[[ The data, beginning ]]

//! Workbench configuration.

use schemalab_fetch::{BoxedHttpClient, FetchRequestConfig, ReqwestHttpClient};
use schemalab_models::{ModelError, OpenAIChatModel};
use serde::{Deserialize, Serialize};
use std::sync::Arc;
use std::time::Duration;
use thiserror::Error;

/// Model used by new generators.
pub const DEFAULT_MODEL: &str = "gpt-4.1-nano";
/// Model used by the config assistant.
pub const DEFAULT_ASSISTANT_MODEL: &str = "gpt-4o";
/// System message of the initial generator.
pub const DEFAULT_SYSTEM_MESSAGE: &str =
    "You are a helpful assistant that extracts structured data from user input.";
/// System message of generators added later.
pub const NEW_GENERATOR_SYSTEM_MESSAGE: &str =
    "You are an expert data analyst who focuses on conciseness.";
/// Text of the initial input card.
pub const SAMPLE_INPUT: &str = "Vercel is a platform for frontend developers, providing the speed and reliability innovators need to create at the moment of inspiration.";
/// URL of new fetch inputs.
pub const DEFAULT_FETCH_URL: &str = "https://pokeapi.co/api/v2/pokemon/pikachu";
/// Timeout of new fetch inputs and of fetches that set none.
pub const DEFAULT_FETCH_TIMEOUT_MS: u64 = 10_000;

/// Invalid configuration value.
#[derive(Debug, Error, Clone, PartialEq, Eq)]
pub enum ConfigError {
    /// An environment variable could not be parsed.
    #[error("Invalid value {value:?} for {var}: {reason}")]
    InvalidVar {
        /// Variable name.
        var: &'static str,
        /// Raw value.
        value: String,
        /// Why it was rejected.
        reason: String,
    },
}

/// Defaults and credentials for a workbench.
#[derive(Debug, Clone, PartialEq, Eq, Serialize, Deserialize)]
pub struct WorkbenchConfig {
    /// Model of new generators.
    pub default_model: String,
    /// Model used by the config assistant.
    pub assistant_model: String,
    /// System message of the initial generator.
    pub default_system_message: String,
    /// System message of generators added later.
    pub new_generator_system_message: String,
    /// Text of the initial input card.
    pub sample_input: String,
    /// URL of new fetch inputs.
    pub default_fetch_url: String,
    /// Fetch timeout in milliseconds.
    pub fetch_timeout_ms: u64,
    /// OpenAI API key.
    #[serde(skip)]
    pub api_key: Option<String>,
    /// Alternative OpenAI-compatible base URL.
    #[serde(skip_serializing_if = "Option::is_none")]
    pub base_url: Option<String>,
}

impl Default for WorkbenchConfig {
    fn default() -> Self {
        Self {
            default_model: DEFAULT_MODEL.to_string(),
            assistant_model: DEFAULT_ASSISTANT_MODEL.to_string(),
            default_system_message: DEFAULT_SYSTEM_MESSAGE.to_string(),
            new_generator_system_message: NEW_GENERATOR_SYSTEM_MESSAGE.to_string(),
            sample_input: SAMPLE_INPUT.to_string(),
            default_fetch_url: DEFAULT_FETCH_URL.to_string(),
            fetch_timeout_ms: DEFAULT_FETCH_TIMEOUT_MS,
            api_key: None,
            base_url: None,
        }
    }
}

impl WorkbenchConfig {
    /// Create the default configuration.
    #[must_use]
    pub fn new() -> Self {
        Self::default()
    }

    /// Read overrides from the environment:
    ///
    /// - `OPENAI_API_KEY`
    /// - `SCHEMALAB_BASE_URL`
    /// - `SCHEMALAB_DEFAULT_MODEL`
    /// - `SCHEMALAB_FETCH_TIMEOUT_MS`
    ///
    /// # Errors
    ///
    /// [`ConfigError::InvalidVar`] when the timeout is not a positive integer.
    pub fn from_env() -> Result<Self, ConfigError> {
        Self::from_lookup(|key| std::env::var(key).ok())
    }

    /// Like [`from_env`](Self::from_env) but reading from `lookup`.
    ///
    /// # Errors
    ///
    /// See [`from_env`](Self::from_env).
    pub fn from_lookup<F>(lookup: F) -> Result<Self, ConfigError>
    where
        F: Fn(&str) -> Option<String>,
    {
        let non_blank = |key: &str| lookup(key).filter(|v| !v.trim().is_empty());
        let mut config = Self::default();

        config.api_key = non_blank("OPENAI_API_KEY");
        config.base_url = non_blank("SCHEMALAB_BASE_URL");
        if let Some(model) = non_blank("SCHEMALAB_DEFAULT_MODEL") {
            config.default_model = model;
        }
        if let Some(raw) = non_blank("SCHEMALAB_FETCH_TIMEOUT_MS") {
            config.fetch_timeout_ms = match raw.trim().parse::<u64>() {
                Ok(ms) if ms > 0 => ms,
                Ok(_) => {
                    return Err(ConfigError::InvalidVar {
                        var: "SCHEMALAB_FETCH_TIMEOUT_MS",
                        value: raw,
                        reason: "must be greater than zero".to_string(),
                    })
                }
                Err(e) => {
                    return Err(ConfigError::InvalidVar {
                        var: "SCHEMALAB_FETCH_TIMEOUT_MS",
                        value: raw,
                        reason: e.to_string(),
                    })
                }
            };
        }
        Ok(config)
    }

    /// Set the API key.
    #[must_use]
    pub fn with_api_key(mut self, key: impl Into<String>) -> Self {
        self.api_key = Some(key.into());
        self
    }

    /// Set the base URL.
    #[must_use]
    pub fn with_base_url(mut self, url: impl Into<String>) -> Self {
        self.base_url = Some(url.into());
        self
    }

    /// Set the model of new generators.
    #[must_use]
    pub fn with_default_model(mut self, model: impl Into<String>) -> Self {
        self.default_model = model.into();
        self
    }

    /// Set the assistant model.
    #[must_use]
    pub fn with_assistant_model(mut self, model: impl Into<String>) -> Self {
        self.assistant_model = model.into();
        self
    }

    /// Set the sample input text.
    #[must_use]
    pub fn with_sample_input(mut self, text: impl Into<String>) -> Self {
        self.sample_input = text.into();
        self
    }

    /// Set the fetch timeout.
    #[must_use]
    pub fn with_fetch_timeout_ms(mut self, ms: u64) -> Self {
        self.fetch_timeout_ms = ms;
        self
    }

    /// Fetch timeout as a duration.
    #[must_use]
    pub fn fetch_timeout(&self) -> Duration {
        Duration::from_millis(self.fetch_timeout_ms)
    }

    /// Request used by new fetch inputs.
    #[must_use]
    pub fn default_fetch_request(&self) -> FetchRequestConfig {
        FetchRequestConfig::get(&self.default_fetch_url)
            .with_header("Accept", "application/json")
            .with_timeout_ms(self.fetch_timeout_ms)
    }

    /// Build the OpenAI client described by this configuration.
    ///
    /// # Errors
    ///
    /// [`ModelError::Configuration`] when no API key is set.
    pub fn openai_model(&self) -> Result<OpenAIChatModel, ModelError> {
        let key = self.api_key.as_deref().ok_or_else(|| {
            ModelError::configuration("OPENAI_API_KEY environment variable not set")
        })?;
        let model = OpenAIChatModel::new(key);
        Ok(match &self.base_url {
            Some(url) => model.with_base_url(url),
            None => model,
        })
    }

    /// Build the HTTP client used to resolve fetch inputs.
    #[must_use]
    pub fn http_client(&self) -> BoxedHttpClient {
        Arc::new(ReqwestHttpClient::new().with_default_timeout(self.fetch_timeout()))
    }
}

#[cfg(test)]
mod tests {
    use super::*;
    use pretty_assertions::assert_eq;
    use std::collections::HashMap;

    fn lookup(vars: &[(&str, &str)]) -> impl Fn(&str) -> Option<String> {
        let map: HashMap<String, String> = vars
            .iter()
            .map(|(k, v)| (k.to_string(), v.to_string()))
            .collect();
        move |key| map.get(key).cloned()
    }

    #[test]
    fn test_defaults() {
        let config = WorkbenchConfig::default();
        assert_eq!(config.default_model, "gpt-4.1-nano");
        assert_eq!(config.fetch_timeout(), Duration::from_secs(10));
        let fetch = config.default_fetch_request();
        assert_eq!(fetch.url, DEFAULT_FETCH_URL);
        assert_eq!(fetch.headers.get("Accept").map(String::as_str), Some("application/json"));
        assert_eq!(fetch.timeout_ms, Some(10_000));
    }

    #[test]
    fn test_from_lookup_overrides() {
        let config = WorkbenchConfig::from_lookup(lookup(&[
            ("OPENAI_API_KEY", "sk-1"),
            ("SCHEMALAB_DEFAULT_MODEL", "gpt-4o"),
            ("SCHEMALAB_FETCH_TIMEOUT_MS", "2500"),
            ("SCHEMALAB_BASE_URL", " "),
        ]))
        .unwrap();
        assert_eq!(config.api_key.as_deref(), Some("sk-1"));
        assert_eq!(config.default_model, "gpt-4o");
        assert_eq!(config.fetch_timeout_ms, 2500);
        assert_eq!(config.base_url, None);
    }

    #[test]
    fn test_from_lookup_rejects_bad_timeout() {
        let err = WorkbenchConfig::from_lookup(lookup(&[("SCHEMALAB_FETCH_TIMEOUT_MS", "soon")]))
            .unwrap_err();
        assert!(matches!(err, ConfigError::InvalidVar { var: "SCHEMALAB_FETCH_TIMEOUT_MS", .. }));
        assert!(WorkbenchConfig::from_lookup(lookup(&[("SCHEMALAB_FETCH_TIMEOUT_MS", "0")])).is_err());
    }

    #[test]
    fn test_openai_model_requires_key() {
        let err = WorkbenchConfig::default().openai_model().unwrap_err();
        assert!(matches!(err, ModelError::Configuration(_)));
        assert!(WorkbenchConfig::default().with_api_key("sk").openai_model().is_ok());
    }

    #[test]
    fn test_api_key_never_serialized() {
        let json = serde_json::to_value(WorkbenchConfig::default().with_api_key("sk-secret")).unwrap();
        assert!(json.get("api_key").is_none());
    }
}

[[ The data, end ]]

** Assignment **
Return a word-for-word copy of the lines from the beginning of the listing to the line holding "pub const DEFAULT_FETCH_TIMEOUT_MS: u64", both kept.

** Exercise solution **
//! Workbench configuration.

use schemalab_fetch::{BoxedHttpClient, FetchRequestConfig, ReqwestHttpClient};
use schemalab_models::{ModelError, OpenAIChatModel};
use serde::{Deserialize, Serialize};
use std::sync::Arc;
use std::time::Duration;
use thiserror::Error;

/// Model used by new generators.
pub const DEFAULT_MODEL: &str = "gpt-4.1-nano";
/// Model used by the config assistant.
pub const DEFAULT_ASSISTANT_MODEL: &str = "gpt-4o";
/// System message of the initial generator.
pub const DEFAULT_SYSTEM_MESSAGE: &str =
    "You are a helpful assistant that extracts structured data from user input.";
/// System message of generators added later.
pub const NEW_GENERATOR_SYSTEM_MESSAGE: &str =
    "You are an expert data analyst who focuses on conciseness.";
/// Text of the initial input card.
pub const SAMPLE_INPUT: &str = "Vercel is a platform for frontend developers, providing the speed and reliability innovators need to create at the moment of inspiration.";
/// URL of new fetch inputs.
pub const DEFAULT_FETCH_URL: &str = "https://pokeapi.co/api/v2/pokemon/pikachu";
/// Timeout of new fetch inputs and of fetches that set none.
pub const DEFAULT_FETCH_TIMEOUT_MS: u64 = 10_000;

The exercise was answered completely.